The mass die-off of fish in York could have been caused by raw sewage pollution, councillors said today.
As YorkMix reported last Thursday, hundreds of dead fish were seen floating in the Foss last week.
The Environment Agency said they believed the problem was caused by low oxygen in the river due to the heat and atmospheric conditions – but it didn’t rule out a pollution incident.
Meanwhile, Yorkshire Water dismissed the idea of a sewage discharge, saying it had tested the Foss and found “found no ammonia present”.
Now though, councillors now believe it could have been a pollution incident.
The council’s joint executive member for environment and climate emergency, Cllr Jenny Kent said: “This is obviously a greatly concerning incident. We want to identify the cause and see what can be done to prevent a reoccurrence.

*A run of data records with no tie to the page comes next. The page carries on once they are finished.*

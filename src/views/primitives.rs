use dioxus::prelude::*;

/// Overlay dialog; clicking outside the content closes it
#[component]
pub fn Modal(show: bool, on_close: EventHandler<()>, children: Element) -> Element {
    if !show {
        return rsx! {};
    }

    rsx! {
        div { class: "modal-overlay", onclick: move |_| on_close.call(()),
            div {
                class: "modal-content",
                onclick: move |event: MouseEvent| event.stop_propagation(),
                button { class: "close-button", onclick: move |_| on_close.call(()), "X" }
                {children}
            }
        }
    }
}

#[component]
pub fn Button(
    #[props(default)] class: String,
    on_click: EventHandler<MouseEvent>,
    #[props(default)] disabled: bool,
    children: Element,
) -> Element {
    rsx! {
        button {
            class: "button {class}",
            disabled,
            onclick: move |event| on_click.call(event),
            {children}
        }
    }
}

“We’re very fortunate to have scientists locally at the University of York who the previous Tuesday afternoon happened to be monitoring the river for nitrates and other chemicals in the water, shortly before the first reports of the fish deaths.
“The York team sampled five locations along the river between Sheriff Hutton and the city centre.
“The site at New Earswick footbridge smelt strongly of raw sewage and the water contained nitrate levels 80 times higher than seen at the Sheriff Hutton site. Levels of nitrite and ammonia were also elevated. Nitrate levels then declined at the downstream sites.”
Her fellow executive member, Cllr Kate Ravilious, added: “This indicates that the discharge of untreated sewage cannot be ruled out as a cause for the fish deaths, something the River Foss Society has confirmed as being responsible for previous significant fish deaths in the Foss.
“And of course this incident won’t just have impacted fish; it will have damaged the entire river ecosystem.
“The scientists are awaiting results on the levels of pharmaceuticals in the river; if levels are high it would add to the evidence for sewage discharge. We’re really grateful for Professor Boxall and his team for sharing their results.”
Councillors say once the full results are back, and if untreated sewage discharge is confirmed, they will be pressing Yorkshire Water and the Environment Agency for a meeting to discuss the issue as soon as possible.